*** Opening of DATA TO USE ***
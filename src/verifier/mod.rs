//! Entity graph verification ("Then")
//!
//! [`FixtureVerifier`] mirrors the builder's tree walk on the read side:
//! per top-level row it rebuilds the lookup key, queries the persisted
//! store, asserts every checked scalar column, and then replays collection
//! routes as assertions instead of builds. Nothing is persisted; every
//! mismatch aborts the verification with a descriptive error.

use crate::hierarchy::{
    HierarchyShape, KeyTuple, RouteError, TreeError, TreeParser, find_match,
    hierarchy_column_names, root_ancestor,
};
use crate::models::{Entity, ModelError, Table, Value, hydrate};
use crate::storage::{EntityStore, LookupCriterion, StoreError};
use crate::validation::{ConfigError, validate_routes};
use std::collections::BTreeMap;
use tracing::debug;

/// Error during entity graph verification
#[derive(Debug, thiserror::Error)]
pub enum VerifyError {
    /// Lookup properties identify which persisted entity corresponds to a
    /// table row; verification cannot run without at least one
    #[error("no lookup properties provided for the verification step")]
    NoLookupProperties,

    /// The table's hierarchy columns do not parse into a valid tree
    #[error("hierarchy parsing failed: {0}")]
    Tree(#[from] TreeError),

    /// A deep row could not be routed to a collection
    #[error("collection routing failed: {0}")]
    Route(#[from] RouteError),

    /// A cell could not be hydrated into the comparison entity
    #[error("entity hydration failed: {0}")]
    Model(#[from] ModelError),

    /// The configured routes are invalid
    #[error("route configuration invalid: {0}")]
    Config(#[from] ConfigError),

    /// A table column matches no collection route, hierarchy key, or
    /// entity property
    #[error("column {column} does not match any entity property")]
    UnsupportedColumn { column: String },

    /// A configured lookup property is not an entity property
    #[error("invalid lookup property {property}")]
    UnknownLookupProperty { property: String },

    /// No persisted entity matched a row's lookup predicate
    #[error("entity not found at row {row}")]
    EntityNotFound { row: usize },

    /// A checked scalar property differs between the table and the store
    #[error("invalid property value at row {row}: {property} expected {expected}, found {actual}")]
    PropertyMismatch {
        row: usize,
        property: String,
        expected: Value,
        actual: Value,
    },

    /// A collection assertion callback reported a mismatch
    #[error("collection check failed at row {row}, column {column}: {message}")]
    CollectionCell {
        row: usize,
        column: String,
        message: String,
    },

    /// A store operation failed
    #[error("store operation failed: {0}")]
    Store(#[from] StoreError),
}

type CheckCallback<T> = Box<dyn Fn(&T, &str, &str, Option<&KeyTuple>) -> Result<(), String>>;

struct CheckRoute<T> {
    prefix: String,
    shape: Option<HierarchyShape>,
    check: CheckCallback<T>,
}

impl<T> CheckRoute<T> {
    fn check_row(
        &self,
        entity: &T,
        table: &Table,
        row: usize,
        key: Option<&KeyTuple>,
    ) -> Result<(), VerifyError> {
        let cells = table
            .row(row)
            .ok_or(ModelError::RowOutOfRange { row })?;

        for (index, header) in table.header().iter().enumerate() {
            if !header.starts_with(&self.prefix) {
                continue;
            }

            (self.check)(entity, header, &cells[index], key).map_err(|message| {
                VerifyError::CollectionCell {
                    row,
                    column: header.clone(),
                    message,
                }
            })?;
        }

        Ok(())
    }
}

struct LookupProperty {
    property: String,
    default: Option<Value>,
}

/// Looks up persisted entities from fixture tables and asserts their
/// scalar properties and owned collections match the table contents.
///
/// # Example
///
/// ```rust,ignore
/// FixtureVerifier::new(&store)
///     .lookup_property("Number")
///     .collection_include("Tag.", |invoice: &Invoice, header, cell| {
///         invoice.tags.iter().any(|tag| tag.matches(header, cell))
///             .then_some(())
///             .ok_or_else(|| format!("tag {header} missing"))
///     })
///     .execute(&table)?;
/// ```
pub struct FixtureVerifier<'a, T, S> {
    store: &'a S,
    lookups: Vec<LookupProperty>,
    includes: Vec<String>,
    routes: Vec<CheckRoute<T>>,
}

impl<'a, T, S> FixtureVerifier<'a, T, S>
where
    T: Entity + 'static,
    S: EntityStore<T>,
{
    /// Verifier reading through the given store session.
    pub fn new(store: &'a S) -> Self {
        Self {
            store,
            lookups: Vec::new(),
            includes: Vec::new(),
            routes: Vec::new(),
        }
    }

    /// Identify persisted entities by equality on this property.
    pub fn lookup_property(mut self, property: impl Into<String>) -> Self {
        self.lookups.push(LookupProperty {
            property: property.into(),
            default: None,
        });
        self
    }

    /// Identify by this property, substituting `default` when the table
    /// left the property at its canonical default.
    pub fn lookup_property_or(mut self, property: impl Into<String>, default: Value) -> Self {
        self.lookups.push(LookupProperty {
            property: property.into(),
            default: Some(default),
        });
        self
    }

    /// Eager-load hint for a single-valued navigation property on the
    /// store query.
    pub fn include(mut self, property: impl Into<String>) -> Self {
        self.includes.push(property.into());
        self
    }

    /// First-level collection assertions: per level-0 row, `check` runs for
    /// every header starting with `column_prefix`, returning a message on
    /// mismatch.
    pub fn collection_include(
        mut self,
        column_prefix: impl Into<String>,
        check: impl Fn(&T, &str, &str) -> Result<(), String> + 'static,
    ) -> Self {
        self.routes.push(CheckRoute {
            prefix: column_prefix.into(),
            shape: None,
            check: Box::new(move |entity, header, cell, _| check(entity, header, cell)),
        });
        self
    }

    /// Nested collection assertions addressed by a hierarchy shape; `check`
    /// receives the row's typed key tuple to find the right logical group.
    pub fn nested_collection_include(
        mut self,
        column_prefix: impl Into<String>,
        shape: HierarchyShape,
        check: impl Fn(&T, &str, &str, &KeyTuple) -> Result<(), String> + 'static,
    ) -> Self {
        self.routes.push(CheckRoute {
            prefix: column_prefix.into(),
            shape: Some(shape),
            check: Box::new(move |entity, header, cell, key| match key {
                Some(key) => check(entity, header, cell, key),
                None => Ok(()),
            }),
        });
        self
    }

    /// Verify one table against the persisted store.
    ///
    /// Returns the found top-level entities in row order.
    pub fn execute(&self, table: &Table) -> Result<Vec<T>, VerifyError> {
        if self.lookups.is_empty() {
            return Err(VerifyError::NoLookupProperties);
        }

        let route_config: Vec<(&str, Option<&HierarchyShape>)> = self
            .routes
            .iter()
            .map(|route| (route.prefix.as_str(), route.shape.as_ref()))
            .collect();
        validate_routes(&route_config)?;

        let shapes: Vec<Option<&HierarchyShape>> =
            route_config.iter().map(|(_, shape)| *shape).collect();
        let columns = hierarchy_column_names(&shapes);
        let rows = TreeParser::new(table, columns.clone()).parse()?;
        let checked = self.properties_to_check(table, &columns)?;

        debug!(
            "verifying {} row(s) against the store, checking {} scalar column(s)",
            rows.len(),
            checked.len()
        );

        let mut by_row: BTreeMap<usize, T> = BTreeMap::new();

        for (row, info) in rows.iter().enumerate() {
            if info.level != 0 {
                continue;
            }

            let mut transient: T = hydrate(table, row)?;
            self.apply_lookup_defaults(&mut transient)?;

            let criteria = self.lookup_criteria(&transient)?;
            let found = self
                .store
                .find_first(&criteria, &self.includes)?
                .ok_or(VerifyError::EntityNotFound { row })?;

            for property in &checked {
                let expected = transient.get(property).unwrap_or(Value::Null);
                let actual = found.get(property).unwrap_or(Value::Null);

                if expected != actual {
                    return Err(VerifyError::PropertyMismatch {
                        row,
                        property: property.clone(),
                        expected,
                        actual,
                    });
                }
            }

            for route in &self.routes {
                if route.shape.is_none() {
                    route.check_row(&found, table, row, None)?;
                }
            }

            by_row.insert(row, found);
        }

        let max_level = rows.iter().map(|info| info.level).max().unwrap_or(0);

        for level in 1..=max_level {
            for (row, info) in rows.iter().enumerate() {
                if info.level != level {
                    continue;
                }

                let root = root_ancestor(&rows, row);
                let (route_index, key) = find_match(&shapes, &info.key)?;

                if matches!(
                    self.routes[route_index].shape,
                    Some(HierarchyShape::Composite(_))
                ) {
                    key.ensure_complete()?;
                }

                let entity = by_row
                    .get(&root)
                    .ok_or(TreeError::ParentNotFound { row, level })?;

                self.routes[route_index].check_row(entity, table, row, Some(&key))?;
            }
        }

        Ok(by_row.into_values().collect())
    }

    /// Headers not consumed by a route prefix or hierarchy column must name
    /// an entity property; those are the scalar columns checked per row.
    fn properties_to_check(
        &self,
        table: &Table,
        hierarchy_columns: &[String],
    ) -> Result<Vec<String>, VerifyError> {
        let mut checked = Vec::new();

        for header in table.header() {
            if self
                .routes
                .iter()
                .any(|route| header.starts_with(&route.prefix))
            {
                continue;
            }

            if hierarchy_columns.contains(header) {
                continue;
            }

            if T::property_kind(header).is_none() {
                return Err(VerifyError::UnsupportedColumn {
                    column: header.clone(),
                });
            }

            checked.push(header.clone());
        }

        Ok(checked)
    }

    /// Non-overwrite application of lookup defaults: a default lands only
    /// when the hydrated property still holds its canonical default.
    fn apply_lookup_defaults(&self, transient: &mut T) -> Result<(), VerifyError> {
        for lookup in &self.lookups {
            let Some(default) = &lookup.default else {
                continue;
            };

            let current =
                transient
                    .get(&lookup.property)
                    .ok_or_else(|| VerifyError::UnknownLookupProperty {
                        property: lookup.property.clone(),
                    })?;

            if current.is_canonical_default() {
                transient.set(&lookup.property, default.clone())?;
            }
        }

        Ok(())
    }

    fn lookup_criteria(&self, transient: &T) -> Result<Vec<LookupCriterion>, VerifyError> {
        self.lookups
            .iter()
            .map(|lookup| {
                let value =
                    transient
                        .get(&lookup.property)
                        .ok_or_else(|| VerifyError::UnknownLookupProperty {
                            property: lookup.property.clone(),
                        })?;

                Ok(LookupCriterion {
                    property: lookup.property.clone(),
                    value,
                })
            })
            .collect()
    }
}
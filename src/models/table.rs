//! Fixture table model for the SDK

use serde::{Deserialize, Serialize};

/// Error during table construction or parsing
#[derive(Debug, Clone, thiserror::Error, Serialize, Deserialize)]
pub enum TableError {
    /// Header has no columns
    #[error("table header cannot be empty")]
    EmptyHeader,

    /// A header cell is blank
    #[error("column {position} has an empty name")]
    EmptyColumnName { position: usize },

    /// Two header cells carry the same name
    #[error("duplicate column name {name}")]
    DuplicateColumn { name: String },

    /// A row does not have one cell per header column
    #[error("row {row} has {actual} cells, expected {expected}")]
    RowLength {
        row: usize,
        expected: usize,
        actual: usize,
    },

    /// A pipe-table line is not delimited by `|`
    #[error("line {line} is not a pipe-delimited table row")]
    MalformedLine { line: usize },
}

/// Fixture table: an ordered header plus rows of string cells.
///
/// The header defines column order and names; duplicate names are rejected.
/// An empty string cell means "absent" and is a fill-down candidate when the
/// column is used as a hierarchy key.
///
/// # Example
///
/// ```rust
/// use table_fixtures_sdk::models::Table;
///
/// let table = Table::parse(
///     "| Number | Customer |
///      | 1001   | ACME     |",
/// )
/// .unwrap();
/// assert_eq!(table.row_count(), 1);
/// assert_eq!(table.cell(0, "Customer"), Some("ACME"));
/// ```
#[derive(Debug, Clone, Serialize, Deserialize, PartialEq)]
pub struct Table {
    header: Vec<String>,
    rows: Vec<Vec<String>>,
}

impl Table {
    /// Build a table from a header and rows, validating the shape.
    pub fn new(header: Vec<String>, rows: Vec<Vec<String>>) -> Result<Self, TableError> {
        if header.is_empty() {
            return Err(TableError::EmptyHeader);
        }

        for (position, name) in header.iter().enumerate() {
            if name.is_empty() {
                return Err(TableError::EmptyColumnName { position });
            }

            if header[..position].contains(name) {
                return Err(TableError::DuplicateColumn { name: name.clone() });
            }
        }

        for (row, cells) in rows.iter().enumerate() {
            if cells.len() != header.len() {
                return Err(TableError::RowLength {
                    row,
                    expected: header.len(),
                    actual: cells.len(),
                });
            }
        }

        Ok(Self { header, rows })
    }

    /// Parse a Gherkin-style pipe table.
    ///
    /// The first non-blank line is the header; every line must start and end
    /// with `|`. Cells are trimmed, so fixtures can be aligned for
    /// readability. An empty cell stays empty (absent).
    pub fn parse(text: &str) -> Result<Self, TableError> {
        let mut header: Option<Vec<String>> = None;
        let mut rows = Vec::new();

        for (line_number, line) in text.lines().enumerate() {
            let trimmed = line.trim();
            if trimmed.is_empty() {
                continue;
            }

            if !trimmed.starts_with('|') || !trimmed.ends_with('|') || trimmed.len() < 2 {
                return Err(TableError::MalformedLine { line: line_number });
            }

            let cells: Vec<String> = trimmed[1..trimmed.len() - 1]
                .split('|')
                .map(|cell| cell.trim().to_string())
                .collect();

            match header {
                None => header = Some(cells),
                Some(_) => rows.push(cells),
            }
        }

        Self::new(header.ok_or(TableError::EmptyHeader)?, rows)
    }

    /// Ordered column names.
    pub fn header(&self) -> &[String] {
        &self.header
    }

    /// All rows, in table order.
    pub fn rows(&self) -> &[Vec<String>] {
        &self.rows
    }

    /// Number of data rows.
    pub fn row_count(&self) -> usize {
        self.rows.len()
    }

    /// One row's cells, if the index is in range.
    pub fn row(&self, row: usize) -> Option<&[String]> {
        self.rows.get(row).map(Vec::as_slice)
    }

    /// Position of a column in the header.
    pub fn column_index(&self, name: &str) -> Option<usize> {
        self.header.iter().position(|column| column == name)
    }

    /// Cell value addressed by row index and column name.
    pub fn cell(&self, row: usize, column: &str) -> Option<&str> {
        let index = self.column_index(column)?;
        self.rows.get(row).map(|cells| cells[index].as_str())
    }
}
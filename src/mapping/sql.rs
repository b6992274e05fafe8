//! Literal INSERT generation for identity-preserving bulk loads.
//!
//! # Security
//!
//! Text literals have internal quote characters escaped by doubling them
//! according to SQL standards. Table and column names come from ORM
//! metadata, not from fixture cells.

use super::EntityMapping;
use crate::models::{Entity, Value, ValueKind};

/// Error during SQL literal generation
#[derive(Debug, Clone, thiserror::Error)]
pub enum SqlError {
    /// The value's kind has no literal representation
    #[error("the type {kind} is not handled by the SQL literal formatter")]
    UnhandledType { kind: ValueKind },

    /// The mapping names a property the entity does not expose
    #[error("entity exposes no value for mapped property {property}")]
    MissingProperty { property: String },
}

/// Literal SQL representation of a scalar value.
///
/// Quoted and escaped text, locale-invariant numeric literals, `0`/`1`
/// booleans, `'YYYY-MM-DD HH:MM:SS'` date/times. Kinds outside that table
/// (UUIDs) are fatal.
pub fn sql_literal(value: &Value) -> Result<String, SqlError> {
    match value {
        Value::Null => Ok("NULL".to_string()),
        Value::Text(text) => Ok(format!("'{}'", text.replace('\'', "''"))),
        Value::Bool(value) => Ok(if *value { "1" } else { "0" }.to_string()),
        Value::Byte(value) => Ok(value.to_string()),
        Value::Short(value) => Ok(value.to_string()),
        Value::Int(value) => Ok(value.to_string()),
        Value::Long(value) => Ok(value.to_string()),
        Value::Double(value) => Ok(value.to_string()),
        Value::DateTime(value) => Ok(format!("'{}'", value.format("%Y-%m-%d %H:%M:%S"))),
        Value::Uuid(_) => Err(SqlError::UnhandledType {
            kind: ValueKind::Uuid,
        }),
    }
}

/// One literal INSERT for an entity, columns ordered per the mapping's
/// property list.
pub fn insert_statement<T: Entity>(
    mapping: &EntityMapping,
    entity: &T,
) -> Result<String, SqlError> {
    let mut columns = Vec::with_capacity(mapping.properties.len());
    let mut values = Vec::with_capacity(mapping.properties.len());

    for (property, column) in &mapping.properties {
        let value = entity
            .get(property)
            .ok_or_else(|| SqlError::MissingProperty {
                property: property.clone(),
            })?;

        columns.push(column.as_str());
        values.push(sql_literal(&value)?);
    }

    Ok(format!(
        "INSERT INTO {}({}) VALUES ({})",
        mapping.table_name,
        columns.join(","),
        values.join(",")
    ))
}

/// One semicolon-joined script inserting every entity, bracketed by
/// `SET IDENTITY_INSERT <table> ON/OFF` when the mapping carries an
/// identity column.
pub fn bulk_insert_script<T: Entity>(
    mapping: &EntityMapping,
    entities: &[T],
) -> Result<String, SqlError> {
    let mut statements = Vec::with_capacity(entities.len() + 2);

    if mapping.has_identity {
        statements.push(format!("SET IDENTITY_INSERT {} ON", mapping.table_name));
    }

    for entity in entities {
        statements.push(insert_statement(mapping, entity)?);
    }

    if mapping.has_identity {
        statements.push(format!("SET IDENTITY_INSERT {} OFF", mapping.table_name));
    }

    Ok(statements
        .iter()
        .map(|statement| format!("{statement};"))
        .collect::<Vec<_>>()
        .join("\n"))
}
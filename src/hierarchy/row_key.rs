//! Row key extraction and fill-down
//!
//! A row key is the tuple of hierarchy-column cells for one row, one slot
//! per configured column, `None` where the cell is empty. Fill-down lets a
//! row omit the key values it shares with the previous row: any gap to the
//! left of this row's own (deeper) key values inherits the previous row's
//! value at that position. After fill-down every key's present positions
//! form a contiguous prefix; anything else is a structural error.

use super::TreeError;
use crate::models::Table;
use serde::{Deserialize, Serialize};

/// One row's hierarchy key after extraction (and, later, fill-down).
#[derive(Debug, Clone, PartialEq, Eq, Serialize, Deserialize)]
pub struct RowKey {
    components: Vec<Option<String>>,
}

impl RowKey {
    /// Key with one slot per hierarchy column; empty cells become `None`.
    pub fn new(components: Vec<Option<String>>) -> Self {
        Self { components }
    }

    /// Key slots in hierarchy-column order.
    pub fn components(&self) -> &[Option<String>] {
        &self.components
    }

    /// Number of key slots.
    pub fn len(&self) -> usize {
        self.components.len()
    }

    /// Whether the key has no slots (zero hierarchy columns configured).
    pub fn is_empty(&self) -> bool {
        self.components.is_empty()
    }

    /// Count of present (non-empty) slots. After fill-down this is the
    /// row's hierarchy depth: 0 for top-level rows.
    pub fn present_count(&self) -> usize {
        self.components
            .iter()
            .filter(|component| component.is_some())
            .count()
    }

    /// Whether present slots form a contiguous prefix.
    pub fn is_contiguous_prefix(&self) -> bool {
        let mut gap_seen = false;

        for component in &self.components {
            match component {
                None => gap_seen = true,
                Some(_) if gap_seen => return false,
                Some(_) => {}
            }
        }

        true
    }
}

/// Extract one [`RowKey`] per table row from the named hierarchy columns.
///
/// A configured column missing from the header is fatal.
pub fn extract_row_keys(table: &Table, columns: &[String]) -> Result<Vec<RowKey>, TreeError> {
    let mut indices = Vec::with_capacity(columns.len());

    for column in columns {
        let index = table
            .column_index(column)
            .ok_or_else(|| TreeError::MissingHierarchyColumn {
                column: column.clone(),
            })?;
        indices.push(index);
    }

    Ok(table
        .rows()
        .iter()
        .map(|cells| {
            RowKey::new(
                indices
                    .iter()
                    .map(|&index| {
                        let cell = cells[index].as_str();
                        (!cell.is_empty()).then(|| cell.to_string())
                    })
                    .collect(),
            )
        })
        .collect())
}

/// Fill-down expand extracted row keys in place.
///
/// Rows are processed top to bottom. Within a row, slots are scanned from
/// the most specific (rightmost) to the least specific (leftmost): once a
/// present value has been seen, every absent slot encountered further left
/// inherits the previous row's value at that position. Inheriting from an
/// absent slot is fatal, as is a present value to the left of an inherited
/// gap. The first row inherits nothing and must open a top-level root: all
/// of its key slots empty.
///
/// Idempotent: filled keys pass through unchanged.
pub fn fill_down(keys: &mut [RowKey], columns: &[String]) -> Result<(), TreeError> {
    if columns.is_empty() {
        return Ok(());
    }

    for row in 0..keys.len() {
        if row == 0 {
            if keys[0].present_count() != 0 {
                return Err(TreeError::FirstRowShape {
                    column: columns[0].clone(),
                });
            }
            continue;
        }

        let mut value_seen = false;
        let mut gap_filled = false;

        for slot in (0..columns.len()).rev() {
            if keys[row].components[slot].is_none() {
                if value_seen {
                    gap_filled = true;

                    let inherited = keys[row - 1].components[slot].clone();
                    match inherited {
                        None => {
                            return Err(TreeError::MissingFillSource {
                                row,
                                column: columns[slot].clone(),
                            });
                        }
                        Some(value) => keys[row].components[slot] = Some(value),
                    }
                }

                continue;
            }

            if gap_filled {
                return Err(TreeError::NonMonotonicKey { row });
            }

            value_seen = true;
        }
    }

    Ok(())
}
*** Close of DATA TO USE ***
Write out exactly the lines that fall from the line with "self.rows.get(row).map(|cells| cells[index].as_str())" to the line with "is not handled" in the records above, keeping both ends.

        self.rows.get(row).map(|cells| cells[index].as_str())
    }
}
filename src/mapping/sql.rs
repository b6992274e05fafe8
//! Literal INSERT generation for identity-preserving bulk loads.
//!
//! # Security
//!
//! Text literals have internal quote characters escaped by doubling them
//! according to SQL standards. Table and column names come from ORM
//! metadata, not from fixture cells.

use super::EntityMapping;
use crate::models::{Entity, Value, ValueKind};

/// Error during SQL literal generation
#[derive(Debug, Clone, thiserror::Error)]
pub enum SqlError {
    /// The value's kind has no literal representation
    #[error("the type {kind} is not handled by the SQL literal formatter")]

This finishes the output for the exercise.